隻是話音落地了半天,卻也沒有人應聲,2000多人比對4萬,怎麽打?能怎麽打?除了守城之外又能如何?
隻是就在這時,李義開口了,“府君,屬下覺得可以在此地埋伏……”李義一邊說着,一邊在地圖上指了指。衆人順着李義所指看去,卻是距離九原縣數裏地的一處樹林。
“夜襲?”督瓒和蔡邕等人第一時間明白了李義的意思,好吧,除了這個可能之外,他們也想不到其他的了。
“嗯,不過恐怕需要府君率衆守上3天的時間……”李義聞言沉聲解釋着自己的計劃。此時在這裏都是在九原縣或者五原郡任職十數年以上的老人,李義倒也不擔心會洩露。
隻是在聽完李義的計劃後,督瓒卻直接翻臉呵斥道,“胡鬧!子康啊子康,你難道是糊塗了?你麾下徒附不過95人,就算找機會夜襲,難道憑借你們這96人就能夠踏平胡人的大營?!”
“是啊子康,你這計劃太亂來了,就算要埋伏,可以帶多點部隊去啊。還不到百人?不可能的!”蔡邕也搖頭苦笑道。
如果這番話是别人說的,督瓒和蔡邕理都不會理,你自己要帶麾下徒附去送死?其實是想趁機逃跑吧!
但說這番話的是李義,他們卻是沒有懷疑李義的動機。畢竟如果李義真的懼怕鮮卑人,完全可以在之前就進入童子科,何必在五原郡當個小小的主簿?隻是……不到百人就想偷襲4萬大軍?就算那4萬胡人真的睡得和死豬一般,等到他們醒來時你那不到百人的部隊又能殺多少人?
炸營?城内守軍配合掩殺?聽起來似乎很不錯,但不管是督瓒還是蔡邕或者其他人,都不覺得這種事情在現實中有什麽操作的可能性。
“子康啊,瓒知道你急着想要退敵,但戰争可不是兒戲,你計劃一旦失敗,絕對是十死無生,就算成功了,待敵人回過神來,還是十死無生啊!”督瓒苦口婆心的勸說着。
“府君,義已經下定決心!而且在義看來,3天之内,義必定會找到機會突進敵軍大營。屆時隻需要大人您稍加配合,定然可以大獲全勝!”李義恭聲說道,語氣無比的堅定。

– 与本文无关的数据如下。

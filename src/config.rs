// src/config.rs
use anyhow::{Context, Result};
use serde::{Deserialize, Serialize};
use std::path::{Path, PathBuf};
use std::time::Duration;

use crate::core::demo_ranker::DEFAULT_DEMO_DELAY_MS;
use crate::core::service_client::{DEFAULT_BASE_URL, RANK_RESUMES_ENDPOINT};
use crate::workflow::DEFAULT_ACCEPT;

pub const DEFAULT_CONFIG_FILE: &str = "ranker.yaml";
pub const DEFAULT_LOG_FILE: &str = "/tmp/resume-ranker.log";

#[derive(Debug, Clone, PartialEq, Serialize, Deserialize)]
#[serde(default)]
pub struct RankerConfig {
    pub api_url: String,
    pub endpoint: String,
    /// None leaves the transport default in place
    pub timeout_seconds: Option<u64>,
    pub demo: bool,
    pub demo_delay_ms: u64,
    pub accept: String,
    pub log_file: PathBuf,
}

impl Default for RankerConfig {
    fn default() -> Self {
        Self {
            api_url: DEFAULT_BASE_URL.to_string(),
            endpoint: RANK_RESUMES_ENDPOINT.to_string(),
            timeout_seconds: None,
            demo: false,
            demo_delay_ms: DEFAULT_DEMO_DELAY_MS,
            accept: DEFAULT_ACCEPT.to_string(),
            log_file: PathBuf::from(DEFAULT_LOG_FILE),
        }
    }
}

#[derive(Debug, Deserialize)]
struct ConfigFile {
    local: Option<RankerConfig>,
    production: Option<RankerConfig>,
}

impl RankerConfig {
    /// Load configuration: file section for the current environment, then
    /// environment variable overrides. An explicit path must exist; the
    /// default file is optional.
    pub fn load(path: Option<&Path>) -> Result<Self> {
        let environment = Self::environment();

        let config = match path {
            Some(path) => Self::load_from_file(path, &environment)?,
            None => {
                let default_path = PathBuf::from(DEFAULT_CONFIG_FILE);
                if default_path.exists() {
                    Self::load_from_file(&default_path, &environment)?
                } else {
                    Self::default()
                }
            }
        };

        Ok(config.apply_env_overrides(|key| std::env::var(key).ok()))
    }

    /// Section name: `RANKER_ENV`, then `ENVIRONMENT`, else `local`
    pub fn environment() -> String {
        Self::environment_from(|key| std::env::var(key).ok())
    }

    pub fn environment_from<F>(lookup: F) -> String
    where
        F: Fn(&str) -> Option<String>,
    {
        lookup("RANKER_ENV")
            .or_else(|| lookup("ENVIRONMENT"))
            .unwrap_or_else(|| "local".to_string())
    }

    pub fn load_from_file(path: &Path, environment: &str) -> Result<Self> {
        let content = std::fs::read_to_string(path)
            .with_context(|| format!("Failed to read {}", path.display()))?;

        let config_file: ConfigFile = serde_yaml::from_str(&content)
            .with_context(|| format!("Failed to parse {}", path.display()))?;

        let section = match environment {
            "production" => config_file.production,
            _ => config_file.local,
        };

        Ok(section.unwrap_or_default())
    }

    /// `RANKER_API_URL` and `RANKER_DEMO` win over the file
    pub fn apply_env_overrides<F>(mut self, lookup: F) -> Self
    where
        F: Fn(&str) -> Option<String>,
    {
        if let Some(url) = lookup("RANKER_API_URL").filter(|u| !u.is_empty()) {
            self.api_url = url;
        }
        if let Some(demo) = lookup("RANKER_DEMO") {
            self.demo = matches!(demo.to_lowercase().as_str(), "1" | "true" | "yes");
        }
        self
    }

    pub fn with_api_url(mut self, url: String) -> Self {
        self.api_url = url;
        self
    }

    pub fn with_demo(mut self, demo: bool) -> Self {
        self.demo = demo;
        self
    }

    pub fn with_timeout_seconds(mut self, seconds: u64) -> Self {
        self.timeout_seconds = Some(seconds);
        self
    }

    pub fn timeout(&self) -> Option<Duration> {
        self.timeout_seconds.map(Duration::from_secs)
    }

    pub fn demo_delay(&self) -> Duration {
        Duration::from_millis(self.demo_delay_ms)
    }
}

“這……唉!!”督瓒聞言,又看了看李義那堅定的眼神,一時間不知道說什麽好,隻得重重的歎了一口氣。
而蔡邕見狀,剛開口準備說些什麽,李義卻又再次說道,“伯喈公莫要再勸,而且義已經和琰妹做了約定,一定會勝利歸來的!”
“這……”蔡邕張了張嘴,最終還是把勸說的話吞進了肚子裏。